- Requirement -
For the string "BridgeEnvelope", search the entries below and copy every line where it appears.

----

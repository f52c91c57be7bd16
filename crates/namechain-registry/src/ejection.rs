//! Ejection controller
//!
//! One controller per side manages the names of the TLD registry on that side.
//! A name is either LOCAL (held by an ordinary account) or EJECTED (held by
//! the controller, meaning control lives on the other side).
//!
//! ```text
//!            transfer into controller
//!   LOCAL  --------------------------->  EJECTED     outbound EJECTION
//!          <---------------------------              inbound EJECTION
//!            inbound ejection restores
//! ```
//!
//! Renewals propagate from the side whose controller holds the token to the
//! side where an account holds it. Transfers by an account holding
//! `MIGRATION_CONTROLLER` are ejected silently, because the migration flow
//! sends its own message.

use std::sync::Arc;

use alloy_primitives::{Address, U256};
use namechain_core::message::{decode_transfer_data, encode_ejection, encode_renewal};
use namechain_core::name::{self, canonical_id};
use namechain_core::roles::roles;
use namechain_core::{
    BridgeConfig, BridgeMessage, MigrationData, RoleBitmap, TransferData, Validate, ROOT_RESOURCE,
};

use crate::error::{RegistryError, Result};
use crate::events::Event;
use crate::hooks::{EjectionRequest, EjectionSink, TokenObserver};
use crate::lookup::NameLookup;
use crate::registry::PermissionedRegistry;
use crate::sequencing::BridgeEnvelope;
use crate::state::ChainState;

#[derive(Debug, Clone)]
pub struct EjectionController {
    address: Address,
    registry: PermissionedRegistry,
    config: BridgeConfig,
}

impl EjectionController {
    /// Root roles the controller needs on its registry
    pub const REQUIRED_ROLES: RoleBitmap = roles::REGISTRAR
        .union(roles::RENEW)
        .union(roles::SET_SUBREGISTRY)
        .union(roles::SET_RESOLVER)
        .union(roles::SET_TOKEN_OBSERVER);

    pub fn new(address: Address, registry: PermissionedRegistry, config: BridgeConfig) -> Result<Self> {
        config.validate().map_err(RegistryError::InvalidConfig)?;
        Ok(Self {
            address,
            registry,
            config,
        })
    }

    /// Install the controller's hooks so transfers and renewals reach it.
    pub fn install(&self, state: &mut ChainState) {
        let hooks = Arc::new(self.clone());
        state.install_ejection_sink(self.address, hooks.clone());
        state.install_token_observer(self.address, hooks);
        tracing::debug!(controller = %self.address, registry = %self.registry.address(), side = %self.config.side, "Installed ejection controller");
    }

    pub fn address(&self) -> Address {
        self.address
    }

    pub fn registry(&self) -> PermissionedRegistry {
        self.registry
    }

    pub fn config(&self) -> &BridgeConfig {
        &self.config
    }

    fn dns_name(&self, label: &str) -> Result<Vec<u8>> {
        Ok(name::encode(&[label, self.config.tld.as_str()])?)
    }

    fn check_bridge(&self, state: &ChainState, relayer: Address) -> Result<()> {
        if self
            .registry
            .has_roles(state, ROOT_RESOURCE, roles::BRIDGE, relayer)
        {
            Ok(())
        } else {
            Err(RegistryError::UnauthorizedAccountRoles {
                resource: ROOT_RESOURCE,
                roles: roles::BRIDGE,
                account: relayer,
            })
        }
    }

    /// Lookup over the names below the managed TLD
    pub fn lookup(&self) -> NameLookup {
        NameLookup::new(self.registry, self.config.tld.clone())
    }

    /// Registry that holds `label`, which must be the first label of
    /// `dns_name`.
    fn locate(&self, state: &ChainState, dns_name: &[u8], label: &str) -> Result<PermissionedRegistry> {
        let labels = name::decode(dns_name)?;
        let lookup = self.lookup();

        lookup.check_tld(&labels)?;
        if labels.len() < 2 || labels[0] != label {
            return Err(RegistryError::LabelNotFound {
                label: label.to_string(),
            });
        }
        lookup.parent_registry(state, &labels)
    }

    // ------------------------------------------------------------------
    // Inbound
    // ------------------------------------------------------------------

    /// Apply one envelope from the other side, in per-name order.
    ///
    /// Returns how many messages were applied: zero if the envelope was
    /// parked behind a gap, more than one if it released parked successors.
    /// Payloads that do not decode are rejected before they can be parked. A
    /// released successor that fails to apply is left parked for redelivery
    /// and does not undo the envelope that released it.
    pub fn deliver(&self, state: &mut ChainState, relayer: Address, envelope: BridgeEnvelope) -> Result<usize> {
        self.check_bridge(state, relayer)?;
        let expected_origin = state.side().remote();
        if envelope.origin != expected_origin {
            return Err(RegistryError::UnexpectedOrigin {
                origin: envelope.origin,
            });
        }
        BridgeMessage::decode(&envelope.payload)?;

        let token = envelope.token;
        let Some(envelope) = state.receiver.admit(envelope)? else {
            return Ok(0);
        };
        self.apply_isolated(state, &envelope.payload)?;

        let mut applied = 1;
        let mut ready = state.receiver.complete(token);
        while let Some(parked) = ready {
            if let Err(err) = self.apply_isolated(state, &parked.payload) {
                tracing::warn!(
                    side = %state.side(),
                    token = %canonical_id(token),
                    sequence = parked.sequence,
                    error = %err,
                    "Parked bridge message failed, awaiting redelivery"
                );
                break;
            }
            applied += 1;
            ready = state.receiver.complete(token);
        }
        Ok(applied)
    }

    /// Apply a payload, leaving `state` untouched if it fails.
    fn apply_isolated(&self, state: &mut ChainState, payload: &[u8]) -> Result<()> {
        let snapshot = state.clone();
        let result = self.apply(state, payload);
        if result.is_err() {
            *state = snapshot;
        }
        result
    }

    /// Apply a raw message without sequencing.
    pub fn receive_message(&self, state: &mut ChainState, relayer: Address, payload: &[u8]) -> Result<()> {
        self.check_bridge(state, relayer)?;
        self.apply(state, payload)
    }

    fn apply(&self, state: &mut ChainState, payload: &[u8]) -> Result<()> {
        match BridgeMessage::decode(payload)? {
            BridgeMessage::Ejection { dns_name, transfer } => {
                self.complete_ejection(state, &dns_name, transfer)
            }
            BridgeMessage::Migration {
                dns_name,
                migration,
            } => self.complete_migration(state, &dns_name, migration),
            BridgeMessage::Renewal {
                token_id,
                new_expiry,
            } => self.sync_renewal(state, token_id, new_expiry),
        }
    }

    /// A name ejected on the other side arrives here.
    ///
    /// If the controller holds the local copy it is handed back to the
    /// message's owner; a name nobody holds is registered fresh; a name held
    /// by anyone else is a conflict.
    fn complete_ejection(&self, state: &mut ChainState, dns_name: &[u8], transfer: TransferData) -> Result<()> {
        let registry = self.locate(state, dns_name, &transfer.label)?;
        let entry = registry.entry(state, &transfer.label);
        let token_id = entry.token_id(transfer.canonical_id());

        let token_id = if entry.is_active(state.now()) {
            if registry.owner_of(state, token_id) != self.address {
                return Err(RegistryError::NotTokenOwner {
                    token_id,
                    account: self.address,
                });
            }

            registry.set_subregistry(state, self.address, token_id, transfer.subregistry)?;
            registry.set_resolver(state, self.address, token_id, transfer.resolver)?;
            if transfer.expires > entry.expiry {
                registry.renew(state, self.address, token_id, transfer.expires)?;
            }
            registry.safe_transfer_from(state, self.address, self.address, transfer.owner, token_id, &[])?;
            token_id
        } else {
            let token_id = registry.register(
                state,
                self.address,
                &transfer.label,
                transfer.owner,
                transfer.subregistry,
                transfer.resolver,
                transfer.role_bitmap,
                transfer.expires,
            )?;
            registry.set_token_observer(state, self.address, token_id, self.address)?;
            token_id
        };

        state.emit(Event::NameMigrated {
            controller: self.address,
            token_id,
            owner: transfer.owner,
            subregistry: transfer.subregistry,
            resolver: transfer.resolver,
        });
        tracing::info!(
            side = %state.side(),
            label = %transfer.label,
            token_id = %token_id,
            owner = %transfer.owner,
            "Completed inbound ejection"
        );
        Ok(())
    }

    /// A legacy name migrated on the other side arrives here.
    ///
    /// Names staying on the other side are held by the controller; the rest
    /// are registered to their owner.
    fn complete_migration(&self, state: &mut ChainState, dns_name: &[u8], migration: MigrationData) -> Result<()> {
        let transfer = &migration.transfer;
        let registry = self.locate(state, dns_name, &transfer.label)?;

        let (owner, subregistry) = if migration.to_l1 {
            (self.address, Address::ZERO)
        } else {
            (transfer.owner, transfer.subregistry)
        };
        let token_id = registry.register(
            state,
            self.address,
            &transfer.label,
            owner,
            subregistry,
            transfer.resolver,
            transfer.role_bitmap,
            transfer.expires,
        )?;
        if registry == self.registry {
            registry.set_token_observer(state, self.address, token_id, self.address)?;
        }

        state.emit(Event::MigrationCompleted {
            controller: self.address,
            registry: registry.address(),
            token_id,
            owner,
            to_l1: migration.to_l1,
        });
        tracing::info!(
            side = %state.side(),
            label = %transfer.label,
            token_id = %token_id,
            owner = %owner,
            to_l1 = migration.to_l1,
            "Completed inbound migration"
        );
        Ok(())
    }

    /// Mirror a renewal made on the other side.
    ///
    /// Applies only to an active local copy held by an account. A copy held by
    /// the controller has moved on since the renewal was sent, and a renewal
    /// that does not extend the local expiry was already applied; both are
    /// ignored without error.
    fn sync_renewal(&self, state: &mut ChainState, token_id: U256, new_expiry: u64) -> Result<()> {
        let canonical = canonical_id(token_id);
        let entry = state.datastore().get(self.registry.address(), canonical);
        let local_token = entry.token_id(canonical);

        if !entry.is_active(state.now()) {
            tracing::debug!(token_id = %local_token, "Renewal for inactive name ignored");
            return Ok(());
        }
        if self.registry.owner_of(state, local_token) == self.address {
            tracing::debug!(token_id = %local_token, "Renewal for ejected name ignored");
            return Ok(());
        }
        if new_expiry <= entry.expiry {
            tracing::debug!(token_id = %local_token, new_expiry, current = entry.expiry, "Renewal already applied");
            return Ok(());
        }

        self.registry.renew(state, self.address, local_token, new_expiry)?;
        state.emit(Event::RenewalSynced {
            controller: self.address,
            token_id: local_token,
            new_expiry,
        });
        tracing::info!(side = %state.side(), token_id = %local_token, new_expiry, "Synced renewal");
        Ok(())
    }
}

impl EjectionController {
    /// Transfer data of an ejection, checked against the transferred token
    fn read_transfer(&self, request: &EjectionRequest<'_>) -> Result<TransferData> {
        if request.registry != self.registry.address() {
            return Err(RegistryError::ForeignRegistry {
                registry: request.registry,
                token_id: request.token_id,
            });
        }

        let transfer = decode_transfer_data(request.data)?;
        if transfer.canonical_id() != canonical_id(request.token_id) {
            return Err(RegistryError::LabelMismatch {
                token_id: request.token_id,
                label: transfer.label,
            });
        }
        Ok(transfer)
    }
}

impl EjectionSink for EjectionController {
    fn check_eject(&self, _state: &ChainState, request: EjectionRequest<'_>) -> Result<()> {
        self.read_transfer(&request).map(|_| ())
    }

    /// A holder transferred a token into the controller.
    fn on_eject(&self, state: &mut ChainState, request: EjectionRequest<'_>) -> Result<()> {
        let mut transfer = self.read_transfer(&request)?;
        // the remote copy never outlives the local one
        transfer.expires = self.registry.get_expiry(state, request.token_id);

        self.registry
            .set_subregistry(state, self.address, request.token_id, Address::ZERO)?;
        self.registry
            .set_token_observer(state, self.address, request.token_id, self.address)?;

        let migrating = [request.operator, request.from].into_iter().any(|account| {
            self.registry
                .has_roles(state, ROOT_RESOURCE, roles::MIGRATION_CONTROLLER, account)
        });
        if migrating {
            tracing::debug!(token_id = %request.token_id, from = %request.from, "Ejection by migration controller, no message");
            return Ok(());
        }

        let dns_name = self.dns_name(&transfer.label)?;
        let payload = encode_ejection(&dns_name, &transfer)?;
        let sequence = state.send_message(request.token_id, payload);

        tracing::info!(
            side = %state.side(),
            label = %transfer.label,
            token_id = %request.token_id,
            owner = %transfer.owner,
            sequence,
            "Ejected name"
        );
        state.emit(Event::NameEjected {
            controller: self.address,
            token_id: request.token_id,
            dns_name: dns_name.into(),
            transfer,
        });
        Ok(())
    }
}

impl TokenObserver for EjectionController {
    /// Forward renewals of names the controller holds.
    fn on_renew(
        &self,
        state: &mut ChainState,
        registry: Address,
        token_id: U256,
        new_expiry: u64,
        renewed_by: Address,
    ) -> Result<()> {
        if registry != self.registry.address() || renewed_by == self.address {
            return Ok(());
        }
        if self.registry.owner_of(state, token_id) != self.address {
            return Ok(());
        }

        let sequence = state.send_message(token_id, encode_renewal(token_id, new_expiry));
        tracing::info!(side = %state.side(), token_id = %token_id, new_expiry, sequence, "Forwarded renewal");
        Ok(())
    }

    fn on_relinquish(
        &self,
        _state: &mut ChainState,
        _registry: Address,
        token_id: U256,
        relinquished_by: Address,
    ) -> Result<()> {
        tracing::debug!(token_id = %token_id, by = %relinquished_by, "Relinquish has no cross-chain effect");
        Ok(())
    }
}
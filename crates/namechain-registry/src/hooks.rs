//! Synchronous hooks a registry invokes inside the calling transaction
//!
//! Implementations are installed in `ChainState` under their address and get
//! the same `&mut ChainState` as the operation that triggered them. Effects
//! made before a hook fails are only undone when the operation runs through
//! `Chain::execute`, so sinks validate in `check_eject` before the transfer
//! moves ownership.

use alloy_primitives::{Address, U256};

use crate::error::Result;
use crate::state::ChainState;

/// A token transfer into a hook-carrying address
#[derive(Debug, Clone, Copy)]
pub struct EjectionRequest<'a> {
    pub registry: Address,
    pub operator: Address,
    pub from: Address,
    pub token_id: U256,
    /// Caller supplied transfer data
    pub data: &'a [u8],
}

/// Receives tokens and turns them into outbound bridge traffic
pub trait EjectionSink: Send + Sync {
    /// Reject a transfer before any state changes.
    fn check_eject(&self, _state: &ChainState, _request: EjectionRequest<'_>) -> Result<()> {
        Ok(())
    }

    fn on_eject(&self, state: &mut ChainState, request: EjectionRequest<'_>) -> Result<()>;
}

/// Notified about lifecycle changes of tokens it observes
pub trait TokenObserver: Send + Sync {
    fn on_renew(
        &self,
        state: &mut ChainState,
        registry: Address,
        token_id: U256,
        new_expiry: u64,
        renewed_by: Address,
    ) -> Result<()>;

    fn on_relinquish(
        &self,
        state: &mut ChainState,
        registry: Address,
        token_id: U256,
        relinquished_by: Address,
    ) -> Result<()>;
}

----

- Solution to the exercise -
use crate::sequencing::BridgeEnvelope;
    pub fn deliver(&self, state: &mut ChainState, relayer: Address, envelope: BridgeEnvelope) -> Result<usize> {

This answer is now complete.